How to collaboratively train AI – Aymeric Dieuleveut

We are delighted to present the project of Aymeric Dieuleveut, Hi! PARIS Fellow 2021.

Aymeric Dieuleveut is an assistant professor in Statistics at École Polytechnique. His project with Hi! PARIS is about creating new algorithms for federated learning, supported by theoretical guarantees, a project entitled “FLAG”.

How to collaboratively train AI 

One might think that artificial intelligence is a topic for computer scientists. But Aymeric Dieuleveut considers himself as being 95% mathematician and only 5% computer scientist. This young researcher has indeed been trained in statistics and probability before becoming an assistant professor at École Polytechnique in the Centre for applied mathematics (CMAP). That is why he initially approached artificial intelligence from the mathematical side, i.e. statistical learning. “Artificial intelligence is a wide topic. Thanks to AI algorithms, we are training computers to learn rules and structures hidden in the data, and then to use those rules to solve some tasks, for instance translate a sentence in a foreign language”.  When he was Ph.D. student in the Sierra Team of the Computer Science Department of École Normale Supérieure in Paris, he explored the relationship between statistical properties (What is the amount of information contained in a given dataset?) and algorithmic properties (What task can be performed with this dataset and how long will it take?).

Building on this experience, Aymeric Dieuleveut’s goal as a researcher is to develop useful algorithms and mathematically assert their performance. “Even though I work on theory, I want these results to have an impact on daily life applications”.  At the core of his work lie stochastic algorithms. Those are used in neural networks to find the right model for the data and have been extensively studied since deep learning’s revival in the 2000s. Scientists understand them well, at least when the computation is performed on a single machine and dataset. “But another domain called federative learning has gained momentum since 2016. In this case, many people, each having their own dataset, seek to collaborate to train a model without sharing their data for privacy reasons”. How to design new stochastic algorithms in that context?

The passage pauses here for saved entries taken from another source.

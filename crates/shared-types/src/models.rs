use crate::permissions::Role;
use serde::{Deserialize, Deserializer, Serialize};

/// Accept an identifier sent either as a JSON string or a JSON number.
fn deserialize_id<'de, D>(deserializer: D) -> Result<String, D::Error>
where
    D: Deserializer<'de>,
{
    #[derive(Deserialize)]
    #[serde(untagged)]
    enum RawId {
        Text(String),
        Int(i64),
        Float(f64),
    }

    Ok(match RawId::deserialize(deserializer)? {
        RawId::Text(s) => s,
        RawId::Int(n) => n.to_string(),
        RawId::Float(n) => n.to_string(),
    })
}

fn deserialize_opt_id<'de, D>(deserializer: D) -> Result<Option<String>, D::Error>
where
    D: Deserializer<'de>,
{
    #[derive(Deserialize)]
    struct Wrapper(#[serde(deserialize_with = "deserialize_id")] String);

    Ok(Option::<Wrapper>::deserialize(deserializer)?.map(|Wrapper(id)| id))
}

/// Primary key of a record. Backends send `id`, `_id` or both; `id` wins.
#[derive(Debug, Clone, PartialEq, Eq, Serialize, Deserialize)]
#[serde(try_from = "IdKeys", into = "IdKeys")]
pub struct RecordKey(String);

impl RecordKey {
    pub fn new(id: impl Into<String>) -> Self {
        Self(id.into())
    }

    pub fn as_str(&self) -> &str {
        &self.0
    }
}

/// Wire form of [`RecordKey`].
#[derive(Debug, Clone, Serialize, Deserialize)]
pub struct IdKeys {
    #[serde(default, deserialize_with = "deserialize_opt_id", skip_serializing_if = "Option::is_none")]
    pub id: Option<String>,
    #[serde(
        default,
        rename = "_id",
        deserialize_with = "deserialize_opt_id",
        skip_serializing_if = "Option::is_none"
    )]
    pub mongo_id: Option<String>,
}

impl TryFrom<IdKeys> for RecordKey {
    type Error = &'static str;

    fn try_from(keys: IdKeys) -> Result<Self, Self::Error> {
        keys.id
            .or(keys.mongo_id)
            .map(RecordKey)
            .ok_or("missing field `id`")
    }
}

impl From<RecordKey> for IdKeys {
    fn from(key: RecordKey) -> Self {
        IdKeys {
            id: Some(key.0),
            mongo_id: None,
        }
    }
}

/// Lifecycle of a project.
#[derive(Debug, Clone, Copy, PartialEq, Eq, Serialize, Deserialize)]
#[serde(rename_all = "snake_case")]
pub enum ProjectStatus {
    Planning,
    InProgress,
    OnHold,
    Completed,
    Cancelled,
}

impl ProjectStatus {
    pub const ALL: [ProjectStatus; 5] = [
        ProjectStatus::Planning,
        ProjectStatus::InProgress,
        ProjectStatus::OnHold,
        ProjectStatus::Completed,
        ProjectStatus::Cancelled,
    ];

    pub fn parse(s: &str) -> Option<Self> {
        match s {
            "planning" => Some(ProjectStatus::Planning),
            "in_progress" => Some(ProjectStatus::InProgress),
            "on_hold" => Some(ProjectStatus::OnHold),
            "completed" => Some(ProjectStatus::Completed),
            "cancelled" => Some(ProjectStatus::Cancelled),
            _ => None,
        }
    }

    pub fn as_str(&self) -> &'static str {
        match self {
            ProjectStatus::Planning => "planning",
            ProjectStatus::InProgress => "in_progress",
            ProjectStatus::OnHold => "on_hold",
            ProjectStatus::Completed => "completed",
            ProjectStatus::Cancelled => "cancelled",
        }
    }
}

#[derive(Debug, Clone, Copy, PartialEq, Eq, Serialize, Deserialize)]
#[serde(rename_all = "snake_case")]
pub enum ProjectPriority {
    Low,
    Medium,
    High,
}

impl ProjectPriority {
    pub const ALL: [ProjectPriority; 3] = [
        ProjectPriority::Low,
        ProjectPriority::Medium,
        ProjectPriority::High,
    ];

    pub fn parse(s: &str) -> Option<Self> {
        match s {
            "low" => Some(ProjectPriority::Low),
            "medium" => Some(ProjectPriority::Medium),
            "high" => Some(ProjectPriority::High),
            _ => None,
        }
    }

    pub fn as_str(&self) -> &'static str {
        match self {
            ProjectPriority::Low => "low",
            ProjectPriority::Medium => "medium",
            ProjectPriority::High => "high",
        }
    }
}

/// A user account as listed by `GET /users`.
#[derive(Debug, Clone, Serialize, Deserialize, PartialEq)]
#[serde(rename_all = "camelCase")]
pub struct UserRecord {
    #[serde(flatten)]
    pub key: RecordKey,
    #[serde(default)]
    pub name: String,
    #[serde(default)]
    pub email: String,
    #[serde(default)]
    pub role: String,
    #[serde(default, skip_serializing_if = "Option::is_none")]
    pub is_active: Option<bool>,
    #[serde(default, skip_serializing_if = "Option::is_none")]
    pub status: Option<String>,
    #[serde(default, skip_serializing_if = "Option::is_none")]
    pub created_at: Option<String>,
}

impl UserRecord {
    pub fn id(&self) -> &str {
        self.key.as_str()
    }

    /// Explicit `isActive` wins, then a `status` string, otherwise active.
    pub fn is_active(&self) -> bool {
        if let Some(active) = self.is_active {
            return active;
        }
        match &self.status {
            Some(status) => status.eq_ignore_ascii_case("active"),
            None => true,
        }
    }

    pub fn role(&self) -> Role {
        Role::from_str_or_default(&self.role)
    }

    /// Case-insensitive match against name or email. An empty term matches everything.
    pub fn matches_search(&self, term: &str) -> bool {
        let term = term.trim().to_lowercase();
        term.is_empty()
            || self.name.to_lowercase().contains(&term)
            || self.email.to_lowercase().contains(&term)
    }
}

/// Owner reference; the backend sends either a bare name or an object.
#[derive(Debug, Clone, Serialize, Deserialize, PartialEq)]
#[serde(untagged)]
pub enum OwnerRef {
    Name(String),
    Record {
        #[serde(default)]
        name: String,
        #[serde(default, deserialize_with = "deserialize_opt_id")]
        id: Option<String>,
        #[serde(default, rename = "_id", deserialize_with = "deserialize_opt_id")]
        mongo_id: Option<String>,
        #[serde(default)]
        email: Option<String>,
    },
}

impl OwnerRef {
    pub fn name(&self) -> &str {
        match self {
            OwnerRef::Name(name) => name,
            OwnerRef::Record { name, .. } => name,
        }
    }
}

/// A project team member. Field names vary between endpoints.
#[derive(Debug, Clone, Serialize, Deserialize, PartialEq, Default)]
#[serde(rename_all = "camelCase")]
pub struct TeamMember {
    #[serde(default, deserialize_with = "deserialize_opt_id")]
    pub id: Option<String>,
    #[serde(
        default,
        rename = "_id",
        deserialize_with = "deserialize_opt_id",
        skip_serializing_if = "Option::is_none"
    )]
    pub mongo_id: Option<String>,
    #[serde(default, deserialize_with = "deserialize_opt_id")]
    pub user_id: Option<String>,
    #[serde(default)]
    pub name: Option<String>,
    #[serde(default)]
    pub user_name: Option<String>,
    #[serde(default)]
    pub email: Option<String>,
    #[serde(default)]
    pub user_email: Option<String>,
    #[serde(default)]
    pub user_role: Option<String>,
    #[serde(default)]
    pub project_role: Option<String>,
    #[serde(default)]
    pub joined_at: Option<String>,
}

impl TeamMember {
    pub fn member_id(&self) -> Option<&str> {
        self.id
            .as_deref()
            .or(self.mongo_id.as_deref())
            .or(self.user_id.as_deref())
    }

    pub fn display_name(&self) -> &str {
        self.name
            .as_deref()
            .or(self.user_name.as_deref())
            .unwrap_or("Unknown")
    }

    pub fn display_email(&self) -> Option<&str> {
        self.email.as_deref().or(self.user_email.as_deref())
    }
}

/// `members` is a head count on list endpoints and a roster on detail endpoints.
#[derive(Debug, Clone, Serialize, Deserialize, PartialEq)]
#[serde(untagged)]
pub enum Members {
    Count(u64),
    Roster(Vec<TeamMember>),
}

#[derive(Debug, Clone, Serialize, Deserialize, PartialEq)]
#[serde(rename_all = "camelCase")]
pub struct Project {
    #[serde(flatten)]
    pub key: RecordKey,
    #[serde(default, alias = "title")]
    pub name: String,
    #[serde(default)]
    pub description: Option<String>,
    #[serde(default)]
    pub status: String,
    #[serde(default)]
    pub priority: String,
    #[serde(default)]
    pub progress: Option<f64>,
    #[serde(default)]
    pub budget: Option<f64>,
    #[serde(default)]
    pub technologies: Vec<String>,
    #[serde(default)]
    pub start_date: Option<String>,
    #[serde(default)]
    pub end_date: Option<String>,
    #[serde(default)]
    pub due_date: Option<String>,
    #[serde(default)]
    pub members: Option<Members>,
    #[serde(default)]
    pub team_members: Option<Vec<TeamMember>>,
    #[serde(default)]
    pub owner: Option<OwnerRef>,
    #[serde(default)]
    pub created_by: Option<OwnerRef>,
}

impl Project {
    pub fn id(&self) -> &str {
        self.key.as_str()
    }

    /// Owner field first, then the creator.
    pub fn owner_name(&self) -> Option<&str> {
        self.owner
            .as_ref()
            .or(self.created_by.as_ref())
            .map(OwnerRef::name)
            .filter(|name| !name.is_empty())
    }

    pub fn member_count(&self) -> usize {
        match &self.members {
            Some(Members::Count(n)) => *n as usize,
            Some(Members::Roster(list)) => list.len(),
            None => self.team_members.as_ref().map_or(0, Vec::len),
        }
    }

    /// The team roster, from `teamMembers` or a roster-shaped `members`.
    pub fn team(&self) -> &[TeamMember] {
        if let Some(team) = &self.team_members {
            return team;
        }
        match &self.members {
            Some(Members::Roster(list)) => list,
            _ => &[],
        }
    }

    pub fn has_member(&self, user_id: &str) -> bool {
        self.team().iter().any(|m| m.member_id() == Some(user_id))
    }

    /// Case-insensitive match against name or owner name.
    pub fn matches_search(&self, term: &str) -> bool {
        let term = term.trim().to_lowercase();
        if term.is_empty() {
            return true;
        }
        self.name.to_lowercase().contains(&term)
            || self
                .owner_name()
                .is_some_and(|owner| owner.to_lowercase().contains(&term))
    }

    pub fn end_or_due_date(&self) -> Option<&str> {
        self.end_date.as_deref().or(self.due_date.as_deref())
    }
}

#[derive(Debug, Clone, Copy, Serialize, Deserialize, PartialEq, Eq, Default)]
#[serde(default)]
pub struct StatusBreakdown {
    pub planning: u64,
    pub in_progress: u64,
    pub on_hold: u64,
    pub completed: u64,
    pub cancelled: u64,
}

impl StatusBreakdown {
    pub fn count(&self, status: ProjectStatus) -> u64 {
        match status {
            ProjectStatus::Planning => self.planning,
            ProjectStatus::InProgress => self.in_progress,
            ProjectStatus::OnHold => self.on_hold,
            ProjectStatus::Completed => self.completed,
            ProjectStatus::Cancelled => self.cancelled,
        }
    }
}

#[derive(Debug, Clone, Copy, Serialize, Deserialize, PartialEq, Eq, Default)]
#[serde(default)]
pub struct PriorityBreakdown {
    pub low: u64,
    pub medium: u64,
    pub high: u64,
}

impl PriorityBreakdown {
    pub fn count(&self, priority: ProjectPriority) -> u64 {
        match priority {
            ProjectPriority::Low => self.low,
            ProjectPriority::Medium => self.medium,
            ProjectPriority::High => self.high,
        }
    }
}

/// `GET /projects/statistics`. Missing figures read as zero.
#[derive(Debug, Clone, Copy, Serialize, Deserialize, PartialEq, Eq, Default)]
#[serde(default, rename_all = "camelCase")]
pub struct ProjectStatistics {
    pub total: u64,
    pub by_status: StatusBreakdown,
    pub by_priority: PriorityBreakdown,
}

/// `GET /users/me`.
#[derive(Debug, Clone, Serialize, Deserialize, PartialEq)]
#[serde(rename_all = "camelCase")]
pub struct Profile {
    #[serde(flatten)]
    pub key: RecordKey,
    #[serde(default)]
    pub name: String,
    #[serde(default)]
    pub email: String,
    #[serde(default)]
    pub role: String,
    #[serde(default)]
    pub created_at: Option<String>,
}

impl Profile {
    pub fn id(&self) -> &str {
        self.key.as_str()
    }
}

/// The `user` object embedded in a login response.
#[derive(Debug, Clone, Serialize, Deserialize, PartialEq)]
pub struct LoginUser {
    #[serde(flatten)]
    pub key: RecordKey,
    #[serde(default)]
    pub name: String,
    #[serde(default)]
    pub role: String,
}

impl LoginUser {
    pub fn id(&self) -> &str {
        self.key.as_str()
    }
}

#[derive(Debug, Clone, Serialize, Deserialize, PartialEq)]
pub struct LoginResponse {
    pub access_token: String,
    pub user: LoginUser,
}
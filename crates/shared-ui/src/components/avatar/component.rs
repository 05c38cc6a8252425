use dioxus::prelude::*;

/// Up to two uppercase initials from the first two words of `name`.
pub fn initials(name: &str) -> String {
    name.split_whitespace()
        .take(2)
        .filter_map(|word| word.chars().next())
        .flat_map(char::to_uppercase)
        .collect()
}

/// Circular initials badge for a person.
#[component]
pub fn Avatar(name: String, #[props(default)] large: bool) -> Element {
    let letters = initials(&name);
    let letters = if letters.is_empty() { "?".to_string() } else { letters };

    rsx! {
        document::Link { rel: "stylesheet", href: asset!("./style.css") }
        span {
            class: if large { "avatar avatar-lg" } else { "avatar" },
            title: "{name}",
            "aria-hidden": "true",
            "{letters}"
        }
    }
}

Federated learning is already implemented in some use-cases. When you type a text message, your smartphone automatically suggests some choices for the next words. This learning is performed thanks to all the users but with some customization: if you type your first name, it may suggest your last name, but only if it’s the smartphone that you regularly use. Another use-case is when hospitals want to collaborate to train an algorithm on medical data. Each one has a rather small dataset and could benefit from the addition of the other hospitals’ information, without sharing its own data. Privacy is a key challenge not only for individuals and organizations such as hospitals, but also for countries, who are becoming more and more eager to protect their citizens’ personal data. That is why federative learning is attracting more and more researchers’ interests.

Confidentiality is not the only constraint to consider in federated learning. Scientists must deal with heterogeneity, because all participants don’t always have the same objectives. There are also communication constraints. All devices may not be available at the same time and their bandwidth is limited you certainly do not want your smartphone to download a few gigaoctet text-model each morning. Finally, there are often missing values resulting from the aggregation of different datasets, for instance one hospital may have kept track of blood pressure and not the other. “Our project funded by Hi! PARIS has several research directions, and we tackle a combination of several of those challenges. Our goal is to build the next generation of algorithms for large scale Federated Learning, supported by strong theoretical guarantees, and practical implementations together with open-source code” emphasizes Aymeric Dieuleveut, who hopes that these guarantees will help build trust in machine learning technologies.